Tatsache: Ein Rückfall passiert nie ohne Vorwarnung.

Der Weg zum Rückfall beginnt immer in unseren Köpfen. Ungesunde Gedanken an das Rauchen sind normal, wenn wir uns von der Nikotinabhängigkeit erholen, aber unkontrolliert bleiben, können sie Ärger machen. Es wurde gesagt, dass Menschen täglich mehr als 60.000 Gedanken haben. Sie würden wahrscheinlich überrascht sein zu wissen, dass vieles von dem, was wir uns selbst sagen, negativ und selbstzerstörerisch ist. Wir sind oft unsere eigenen schlimmsten Kritiker.

Hören Sie auf Ihre Gedanken und korrigieren Sie diejenigen, die sofort kontraproduktiv sind. Gib ihnen keine Chance zu schwelgen und an Schwung zu gewinnen.

Es spielt keine Rolle, ob Sie an die Korrektur glauben - Ihr Verstand nimmt Notiz davon, und darauf kommt es an. Die Korrektur von Fehleinschätzungen hilft Ihnen, mit dem Programm "Beenden" den Fahrer zu behalten.

Mythos: Ich werde immer vermissen zu rauchen.
Tatsache: Wahre Freiheit ist ein Geisteszustand.

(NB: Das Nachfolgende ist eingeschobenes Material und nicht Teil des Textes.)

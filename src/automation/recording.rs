use std::time::{Duration, Instant};

use chrono::{DateTime, Utc};
use serde::Serialize;
use tokio::sync::watch;
use tokio_util::sync::CancellationToken;
use tracing::{error, info, warn};
use uuid::Uuid;

use super::engine::AutomationEngine;
use crate::engine::{ParameterId, PluginId};
use crate::error::{ControlError, ControlResult};
use crate::owner::{engine_op, found};

#[derive(Debug, Clone, Copy, PartialEq, Eq, Serialize)]
#[serde(rename_all = "snake_case")]
pub enum RecordingStatus {
    Recording,
    Complete,
    Error,
}

#[derive(Debug, Clone, Copy, PartialEq, Serialize)]
pub struct Sample {
    pub elapsed_ms: u64,
    pub parameter_id: ParameterId,
    pub value: f64,
}

#[derive(Debug, Clone, Serialize)]
pub struct RecordingSession {
    pub id: Uuid,
    pub plugin_id: PluginId,
    pub parameter_ids: Vec<ParameterId>,
    pub duration_ms: u64,
    pub status: RecordingStatus,
    pub started_at: DateTime<Utc>,
    pub finished_at: Option<DateTime<Utc>>,
    pub error: Option<String>,
    pub samples: Vec<Sample>,
    #[serde(skip)]
    pub(crate) cancel: CancellationToken,
    #[serde(skip)]
    pub(crate) done: watch::Receiver<RecordingStatus>,
}

/// Listing view without the sample log.
#[derive(Debug, Clone, Serialize)]
pub struct RecordingSummary {
    pub id: Uuid,
    pub plugin_id: PluginId,
    pub parameter_ids: Vec<ParameterId>,
    pub duration_ms: u64,
    pub status: RecordingStatus,
    pub started_at: DateTime<Utc>,
    pub event_count: usize,
}

impl RecordingSession {
    pub fn is_recording(&self) -> bool {
        self.status == RecordingStatus::Recording
    }

    /// Number of sampling rounds taken, i.e. samples per parameter.
    pub fn event_count(&self) -> usize {
        if self.parameter_ids.is_empty() {
            0
        } else {
            self.samples.len() / self.parameter_ids.len()
        }
    }

    pub fn values_for(&self, parameter: ParameterId) -> Vec<f64> {
        self.samples
            .iter()
            .filter(|s| s.parameter_id == parameter)
            .map(|s| s.value)
            .collect()
    }

    pub fn summary(&self) -> RecordingSummary {
        RecordingSummary {
            id: self.id,
            plugin_id: self.plugin_id,
            parameter_ids: self.parameter_ids.clone(),
            duration_ms: self.duration_ms,
            status: self.status,
            started_at: self.started_at,
            event_count: self.event_count(),
        }
    }

    pub(crate) fn finish(&mut self, status: RecordingStatus, error: Option<String>) {
        if self.status != RecordingStatus::Recording {
            return;
        }
        self.status = status;
        self.error = error;
        self.finished_at = Some(Utc::now());
    }
}

impl AutomationEngine {
    /// Sample `parameters` (all of the plugin's parameters when `None`) every
    /// sampling interval until `duration_ms` has elapsed or the recording is
    /// stopped.
    pub async fn start_recording(
        &self,
        plugin: PluginId,
        parameters: Option<Vec<ParameterId>>,
        duration_ms: u64,
    ) -> ControlResult<RecordingSummary> {
        self.ensure_open()?;
        if duration_ms == 0 {
            return Err(ControlError::invalid("recording duration must be positive"));
        }
        let entry = self.catalog.require_plugin(plugin).await?;
        let parameter_ids = match parameters {
            Some(ids) => {
                if let Some(bad) = ids.iter().find(|&&p| p >= entry.parameter_count) {
                    return found(None, "parameter", format!("{plugin}:{bad}"));
                }
                ids
            }
            None => (0..entry.parameter_count).collect(),
        };
        if parameter_ids.is_empty() {
            return Err(ControlError::invalid(format!(
                "plugin {plugin} has no parameters to record"
            )));
        }

        let id = Uuid::new_v4();
        let cancel = self.shutdown.child_token();
        let (status_tx, done) = watch::channel(RecordingStatus::Recording);
        let session = RecordingSession {
            id,
            plugin_id: plugin,
            parameter_ids: parameter_ids.clone(),
            duration_ms,
            status: RecordingStatus::Recording,
            started_at: Utc::now(),
            finished_at: None,
            error: None,
            samples: Vec::new(),
            cancel: cancel.clone(),
            done,
        };
        let summary = session.summary();
        self.tables
            .call(move |t| {
                t.recordings.insert(id, session);
            })
            .await?;

        let this = self.clone();
        self.tracker.spawn(async move {
            this.drive_recording(id, plugin, parameter_ids, duration_ms, cancel, status_tx)
                .await;
        });
        info!(
            "Recording {id} started on plugin {plugin} ({} parameter(s), {duration_ms}ms)",
            summary.parameter_ids.len()
        );
        Ok(summary)
    }

    async fn drive_recording(
        &self,
        id: Uuid,
        plugin: PluginId,
        parameter_ids: Vec<ParameterId>,
        duration_ms: u64,
        cancel: CancellationToken,
        status_tx: watch::Sender<RecordingStatus>,
    ) {
        let duration = Duration::from_millis(duration_ms);
        let started = Instant::now();
        let mut outcome = (RecordingStatus::Complete, None);

        while !cancel.is_cancelled() && started.elapsed() < duration {
            let elapsed_ms = started.elapsed().as_millis() as u64;
            let ids = parameter_ids.clone();
            let op = engine_op(format!("sample recording {id}"), &self.engine, move |e| {
                ids.iter()
                    .map(|&p| e.get_parameter(plugin, p).map(|value| (p, value)))
                    .collect::<anyhow::Result<Vec<_>>>()
            });
            match self.bridge.run(op).await {
                Ok(values) => self.tables.cast(move |t| {
                    if let Some(r) = t.recordings.get_mut(&id) {
                        r.samples.extend(values.into_iter().map(|(parameter_id, value)| Sample {
                            elapsed_ms,
                            parameter_id,
                            value,
                        }));
                    }
                }),
                Err(err) => {
                    error!("Recording {id} failed: {err}");
                    outcome = (RecordingStatus::Error, Some(err.to_string()));
                    break;
                }
            }

            tokio::select! {
                _ = cancel.cancelled() => break,
                _ = tokio::time::sleep(self.sample_interval) => {}
            }
        }

        let (status, message) = outcome;
        self.tables.cast(move |t| {
            if let Some(r) = t.recordings.get_mut(&id) {
                r.finish(status, message);
            }
        });
        let _ = status_tx.send(status);
        info!("Recording {id} finished: {status:?}");
    }

    pub async fn get_recording(&self, id: Uuid) -> ControlResult<RecordingSession> {
        let recording = self.tables.call(move |t| t.recordings.get(&id).cloned()).await?;
        found(recording, "recording", id)
    }

    pub async fn list_recordings(&self) -> ControlResult<Vec<RecordingSummary>> {
        let mut all: Vec<RecordingSummary> = self
            .tables
            .call(|t| t.recordings.values().map(RecordingSession::summary).collect())
            .await?;
        all.sort_by_key(|r| r.started_at);
        Ok(all)
    }

    /// End sampling early. Samples taken so far are kept and the recording is
    /// marked complete.
    pub async fn stop_recording(&self, id: Uuid) -> ControlResult<RecordingSession> {
        let recording = self.get_recording(id).await?;
        if recording.is_recording() {
            recording.cancel.cancel();
            let mut done = recording.done.clone();
            let wait = done.wait_for(|s| *s != RecordingStatus::Recording);
            if tokio::time::timeout(self.stop_grace(), wait).await.is_err() {
                warn!("Recording {id} did not acknowledge cancellation in time");
            }
        }
        self.get_recording(id).await
    }

    pub async fn delete_recording(&self, id: Uuid) -> ControlResult<RecordingSummary> {
        self.stop_recording(id).await?;
        let removed = self.tables.call(move |t| t.recordings.remove(&id)).await?;
        found(removed.map(|r| r.summary()), "recording", id)
    }
}
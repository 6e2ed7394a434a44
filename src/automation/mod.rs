//! Long-lived parameter automation, morphing and recording.
//!
//! Processes run as background tasks that outlive the request which started
//! them. Every engine write goes through the bridges, so a stuck engine call
//! only stalls the process that issued it.

mod curve;
mod engine;
mod params;
mod process;
mod recording;

pub use curve::{Curve, CurveKind, CurveSampler};
pub use engine::{AutomationEngine, STEP_RESOLUTION, StartedAutomation};
pub use params::{ParameterChange, RandomizeReport, StartedMorph};
pub use process::{AutomationProcess, AutomationTarget, ProcessKind, ProcessState};
pub use recording::{RecordingSession, RecordingStatus, RecordingSummary, Sample};
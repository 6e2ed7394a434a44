use std::sync::Arc;

use rackctl::app::App;
use rackctl::config::ControlConfig;
use rackctl::engine::InMemoryEngine;
use serde_json::{Value, json};
use tokio_util::sync::CancellationToken;

async fn demo_router(dir: &tempfile::TempDir) -> rackctl::router::ToolRouter {
    let mut app = App::new(ControlConfig::defaults(dir.path()));
    app.bootstrap(Arc::new(InMemoryEngine::with_demo_rack()))
        .await
        .unwrap()
}

#[tokio::test]
async fn serves_one_envelope_per_request_line() {
    let dir = tempfile::tempdir().unwrap();
    let router = demo_router(&dir).await;

    let input = [
        r#"{"id": 1, "tool": "list_plugins"}"#,
        "",
        r#"{"id": 2, "tool": "get_parameter", "arguments": {"plugin_id": 1, "parameter_id": 0}}"#,
        r#"{"id": 3, "tool": "get_parameter", "arguments": {"plugin_id": 99, "parameter_id": 0}}"#,
        r#"{"id": 4, "tool": "no_such_tool"}"#,
        "not json",
    ]
    .join("\n");
    let mut output = Vec::new();
    let handled = router
        .serve(input.as_bytes(), &mut output, CancellationToken::new())
        .await
        .unwrap();
    assert_eq!(handled, 5);

    let responses: Vec<Value> = String::from_utf8(output)
        .unwrap()
        .lines()
        .map(|line| serde_json::from_str(line).unwrap())
        .collect();
    assert_eq!(responses.len(), 5);

    let by_id = |id: i64| {
        responses
            .iter()
            .find(|r| r["id"] == json!(id))
            .unwrap_or_else(|| panic!("no response for request {id}"))
    };
    assert_eq!(by_id(1)["success"], json!(true));
    assert_eq!(by_id(1)["plugins"].as_array().unwrap().len(), 3);
    assert_eq!(by_id(2)["name"], json!("Cutoff"));
    assert_eq!(by_id(3)["error_kind"], json!("not_found"));
    assert_eq!(by_id(4)["error_kind"], json!("invalid_argument"));

    let malformed = responses.iter().find(|r| r.get("id").is_none()).unwrap();
    assert_eq!(malformed["success"], json!(false));
    assert_eq!(malformed["error_kind"], json!("invalid_argument"));
}

#[tokio::test]
async fn invalid_arguments_are_rejected_before_engine_calls() {
    let dir = tempfile::tempdir().unwrap();
    let router = demo_router(&dir).await;

    let cases = [
        ("set_parameter", json!({"plugin_id": 0, "parameter_id": 0, "value": 99.0})),
        ("automate_parameter", json!({"plugin_id": 0, "parameter_id": 0, "automation_type": "square", "duration_ms": 100})),
        ("automate_parameter", json!({"plugin_id": 0, "parameter_id": 0, "automation_type": "linear", "duration_ms": 5})),
        ("randomize_parameters", json!({"plugin_id": 0, "amount": 1.5})),
        ("connect_plugins", json!({"source_id": 0, "destination_id": 1, "gain": -1.0})),
        ("detect_feedback", json!({"sensitivity": -0.1})),
        ("create_snapshot", json!({"name": "no session yet"})),
    ];
    for (tool, arguments) in cases {
        let response = router.handle(tool, arguments).await;
        assert_eq!(response["success"], json!(false), "{tool}: {response}");
        assert_eq!(response["error_kind"], json!("invalid_argument"), "{tool}: {response}");
    }
}

#[tokio::test]
async fn recording_and_morph_round_trip_through_router() {
    let dir = tempfile::tempdir().unwrap();
    let router = demo_router(&dir).await;

    let recording = router
        .handle(
            "start_recording",
            json!({"plugin_id": 2, "parameter_ids": [1, 2], "duration_ms": 40}),
        )
        .await;
    assert_eq!(recording["success"], json!(true), "{recording}");

    let morph = router
        .handle(
            "morph_parameters",
            json!({"plugin_id": 2, "targets": {"1": 0.9, "2": 0.1}, "duration_ms": 30}),
        )
        .await;
    assert_eq!(morph["success"], json!(true), "{morph}");

    tokio::time::sleep(std::time::Duration::from_millis(150)).await;
    let done = router
        .handle("get_recording", json!({"recording_id": recording["id"]}))
        .await;
    assert_eq!(done["recording"]["status"], json!("complete"));
    assert!(done["event_count"].as_u64().unwrap() > 0);

    let morphed = router.handle("get_parameter", json!({"plugin_id": 2, "parameter_id": 1})).await;
    assert_eq!(morphed["current"], json!(0.9));
}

Wir alle haben die Fähigkeit, Veränderungen in unserem Denken vorzunehmen, die eine dauerhafte Befreiung von der Nikotinabhängigkeit bewirken. Menschen, die Jahre später das Rauchen verpassen, haben die emotionalen Assoziationen, die sie mit dem Rauchen hatten, nicht losgelassen und denken meist in einem liebevollen, nostalgischen oder romantischen Licht daran. Sie könnten sich sogar unbewusst (oder bewusst) sagen, dass das Aufgeben ein Opfer war .

Sie hörten auf zu rauchen, weil sie mussten, aber sie liebten es zu rauchen .

Diese Art von falschem Denken wird die Samen der Sucht am Leben erhalten und bereit sein, wieder Wurzeln zu schlagen, wenn sich die Gelegenheit bietet. Aber machen Sie keinen Fehler, es sind Ihre Gedanken , die Sie gefangen halten, keine Zigaretten.

Hatten Sie jemals eine Beziehung sauer wegen einer Änderung der Einstellung von Ihrer Seite? Eine Verschiebung tritt in deiner Wahrnehmung auf, und sobald dein Geist diese Ecke umgeht, gibt es kein Zurück mehr. Es ist vergleichbar mit der mentalen Seite der Sucht.

Sobald wir den physischen Bedarf an Zigaretten ausgeschöpft haben, bleibt eine emotionale Beziehung zum Rauchen, die größtenteils auf Ritualen beruht. Die Gewohnheit zu rauchen ist stark, aber reprogrammierbar. Fügen Sie etwas Aufklärung über Nikotinsucht und Unterstützung von Leuten hinzu, die durchgehen, was Sie zu Ihrem beendeten Programm sind. Es wird den entscheidenden Unterschied ausmachen, um Ihnen zu helfen, sich dauerhaft von dem Wunsch zu befreien, zu rauchen.

Halten Sie sich in den heutigen Augenblicken von heute und seien Sie dankbar für jeden rauchfreien Tag, den Sie ausfüllen. Seien Sie geduldig mit sich selbst und denken Sie an Zeit als einer Ihrer Freunde. Je mehr du zwischen dich und die letzte Zigarette legst, die du geraucht hast, desto stärker wirst du werden.